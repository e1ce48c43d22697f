use std::{
    ffi::{OsStr, OsString},
    io::Write,
    path::{Path, PathBuf},
};

use clap::{Parser, ValueEnum};
use eyre::{self as anyhow, Result, WrapErr};

use webm_fix::{FfmpegRepairer, Metadata, NativeRepairer, StatusCode, WebmRepairer};

#[derive(Default, Debug, Clone, Copy, PartialEq, Eq, ValueEnum)]
pub enum Backend {
    #[default]
    /// Call `FixWebmFile` in the native webm library.
    Native,
    /// Remux with the ffmpeg program.
    Ffmpeg,
}

impl std::fmt::Display for Backend {
    fn fmt(&self, f: &mut std::fmt::Formatter<'_>) -> Result<(), std::fmt::Error> {
        match self {
            Self::Native => write!(f, "native"),
            Self::Ffmpeg => write!(f, "ffmpeg"),
        }
    }
}

/// Repair a WebM recording so that it has a duration and can be seeked.
#[derive(Parser, Debug)]
#[command(name = "fix-webm", author, version, about)]
pub struct Cli {
    /// Recording to repair.
    pub source: PathBuf,

    /// Where to write the repaired file.
    pub destination: PathBuf,

    /// How the repair is done.
    #[arg(long, value_enum, default_value_t)]
    pub backend: Backend,

    /// Native repair library. Defaults to the platform name of `webm`, e.g.
    /// `libwebm.so`.
    #[arg(long, env = "FIXWEBM_LIB")]
    pub library: Option<PathBuf>,

    /// ffmpeg program used with `--backend ffmpeg`.
    #[arg(long, env = "FIXWEBM_FFMPEG", default_value = "ffmpeg")]
    pub ffmpeg: PathBuf,

    /// Tag to write into the repaired file. May be given more than once.
    #[arg(short, long = "metadata", value_name = "KEY=VALUE", value_parser = parse_metadata_arg)]
    pub metadata: Vec<(String, String)>,

    /// Probe the repaired file and fail if it still has no duration or is
    /// truncated.
    #[arg(long)]
    pub verify: bool,

    /// Also write log messages to this file.
    #[arg(long)]
    pub log_file: Option<PathBuf>,
}

fn parse_metadata_arg(arg: &str) -> std::result::Result<(String, String), String> {
    webm_fix::metadata::parse_key_value(arg).map_err(|e| e.to_string())
}

impl Cli {
    pub fn metadata(&self) -> Metadata {
        self.metadata.iter().cloned().collect()
    }

    /// Construct the repairer selected by `--backend`.
    pub fn build_repairer(&self) -> Result<Box<dyn WebmRepairer>> {
        match self.backend {
            Backend::Native => {
                let repairer = match &self.library {
                    Some(path) => NativeRepairer::from_path(path),
                    None => NativeRepairer::load(),
                }
                .wrap_err("could not load the native repair library")?;
                tracing::debug!(
                    "loaded {} (metadata supported: {})",
                    repairer.path().display(),
                    repairer.supports_metadata()
                );
                Ok(Box::new(repairer))
            }
            Backend::Ffmpeg => Ok(Box::new(FfmpegRepairer::with_program(&self.ffmpeg))),
        }
    }
}

/// Format an argument list as `[a b c]`.
pub fn format_invocation<I, S>(args: I) -> String
where
    I: IntoIterator<Item = S>,
    S: AsRef<OsStr>,
{
    let args: Vec<String> = args
        .into_iter()
        .map(|arg| arg.as_ref().to_string_lossy().into_owned())
        .collect();
    format!("[{}]", args.join(" "))
}

/// Echo `args` to `out`, repair once and print the returned status.
///
/// `make_repairer` is called after the echo. A non-zero status is printed
/// and then returned as an error.
pub fn run<W, F, R>(
    args: &[OsString],
    cli: &Cli,
    out: &mut W,
    make_repairer: F,
) -> Result<StatusCode>
where
    W: Write,
    F: FnOnce(&Cli) -> Result<R>,
    R: WebmRepairer,
{
    writeln!(out, "{}", format_invocation(args))?;
    out.flush()?;

    let repairer = make_repairer(cli)?;
    let status = webm_fix::fix_webm_file(&repairer, &cli.source, &cli.destination, &cli.metadata())
        .wrap_err_with(|| format!("while repairing \"{}\"", cli.source.display()))?;

    writeln!(out, "{status}")?;
    out.flush()?;

    if !status.is_success() {
        anyhow::bail!("{} repair returned status {status}", repairer.name());
    }
    if cli.verify {
        verify(&cli.destination)?;
    }
    Ok(status)
}

/// Probe a repaired file.
fn verify(destination: &Path) -> Result<()> {
    let report = webm_probe::probe_path(destination)
        .wrap_err_with(|| format!("while verifying \"{}\"", destination.display()))?;
    for problem in report.problems() {
        tracing::warn!("\"{}\": {problem}", destination.display());
    }
    if report.truncated {
        anyhow::bail!("repaired file \"{}\" is truncated", destination.display());
    }
    let Some(duration) = report.duration_secs else {
        anyhow::bail!("repaired file \"{}\" has no duration", destination.display());
    };
    tracing::info!(
        "verified \"{}\": {duration:.3} s, {} tracks, {} cue points",
        destination.display(),
        report.tracks.len(),
        report.cue_points
    );
    Ok(())
}
use std::path::PathBuf;

pub type Result<T> = std::result::Result<T, Error>;

#[derive(thiserror::Error, Debug)]
pub enum Error {
    #[error("IO error: {0}")]
    Io(#[from] std::io::Error),
    #[error("source file \"{}\" does not exist", .0.display())]
    SourceDoesNotExist(PathBuf),
    #[error("source \"{}\" is not a regular file", .0.display())]
    SourceNotAFile(PathBuf),
    #[error("cannot read source file \"{}\": {source}", path.display())]
    SourceNotReadable {
        path: PathBuf,
        source: std::io::Error,
    },
    #[error("destination \"{}\" is the source file", .0.display())]
    DestinationIsSource(PathBuf),
    #[error("destination directory \"{}\" does not exist", .0.display())]
    DestinationDirMissing(PathBuf),
    #[error("{source}")]
    Nul {
        #[from]
        source: std::ffi::NulError,
    },
    #[error("path \"{}\" is not valid UTF-8", .0.display())]
    PathNotUtf8(PathBuf),
    #[error("loading library at \"{}\"", path.display())]
    LibLoading {
        path: PathBuf,
        source: libloading::Error,
    },
    #[error("symbol {symbol} not found in \"{}\"", path.display())]
    MissingSymbol {
        symbol: &'static str,
        path: PathBuf,
        source: libloading::Error,
    },
    #[error("\"{}\" does not export FixWebmFile2, cannot apply metadata", path.display())]
    MetadataUnsupported { path: PathBuf },
    #[error("ffmpeg program \"{}\" not found", program.display())]
    FfmpegNotFound { program: PathBuf },
    #[error("invalid metadata \"{0}\"")]
    InvalidMetadata(String),
}
use std::path::Path;
use std::process::{Command, Stdio};

use test_log::test;
use webm_fix::{FfmpegRepairer, Metadata, StatusCode, fix_webm_file, is_ffmpeg_available};

/// Encode a short lossless test clip, or `None` if this ffmpeg cannot.
fn make_clip(path: &Path) -> Option<()> {
    let status = Command::new("ffmpeg")
        .args([
            "-hide_banner",
            "-nostdin",
            "-y",
            "-f",
            "lavfi",
            "-i",
            "testsrc=duration=1:size=64x48:rate=10",
            "-c:v",
            "ffv1",
        ])
        .arg(path)
        .stdout(Stdio::null())
        .stderr(Stdio::null())
        .status()
        .ok()?;
    status.success().then_some(())
}

#[test]
fn remux_restores_duration_and_title() {
    if !is_ffmpeg_available() {
        tracing::warn!("ffmpeg not available, skipping");
        return;
    }
    let dir = tempfile::tempdir().unwrap();
    let src = dir.path().join("clip.mkv");
    let dst = dir.path().join("fixed.mkv");
    if make_clip(&src).is_none() {
        tracing::warn!("could not encode test clip, skipping");
        return;
    }

    let mut metadata = Metadata::new();
    metadata.insert("title", "repaired clip");
    let status = fix_webm_file(&FfmpegRepairer::new(), &src, &dst, &metadata).unwrap();
    assert_eq!(status, StatusCode::SUCCESS);

    let report = webm_probe::probe_path(&dst).unwrap();
    assert_eq!(report.doc_type, "matroska");
    assert!(report.duration_secs.is_some());
    assert!(report.cue_points > 0);
    assert!(!report.truncated);
    // The matroska muxer stores the title in the segment info.
    assert_eq!(report.title.as_deref(), Some("repaired clip"));
}

#[test]
fn garbage_input_is_a_failed_status() {
    if !is_ffmpeg_available() {
        tracing::warn!("ffmpeg not available, skipping");
        return;
    }
    let dir = tempfile::tempdir().unwrap();
    let src = dir.path().join("garbage.webm");
    std::fs::write(&src, b"this is not a media file").unwrap();

    let status = fix_webm_file(
        &FfmpegRepairer::new(),
        &src,
        &dir.path().join("out.webm"),
        &Metadata::new(),
    )
    .unwrap();
    assert_eq!(status, StatusCode::FAILURE);
}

**Task goal**
Every line above that includes the word "Result" should be listed.

**Response to this exercise**
use eyre::{self as anyhow, Result, WrapErr};
    fn fmt(&self, f: &mut std::fmt::Formatter<'_>) -> Result<(), std::fmt::Error> {
fn parse_metadata_arg(arg: &str) -> std::result::Result<(String, String), String> {
    pub fn build_repairer(&self) -> Result<Box<dyn WebmRepairer>> {
) -> Result<StatusCode>
    F: FnOnce(&Cli) -> Result<R>,
fn verify(destination: &Path) -> Result<()> {
pub type Result<T> = std::result::Result<T, Error>;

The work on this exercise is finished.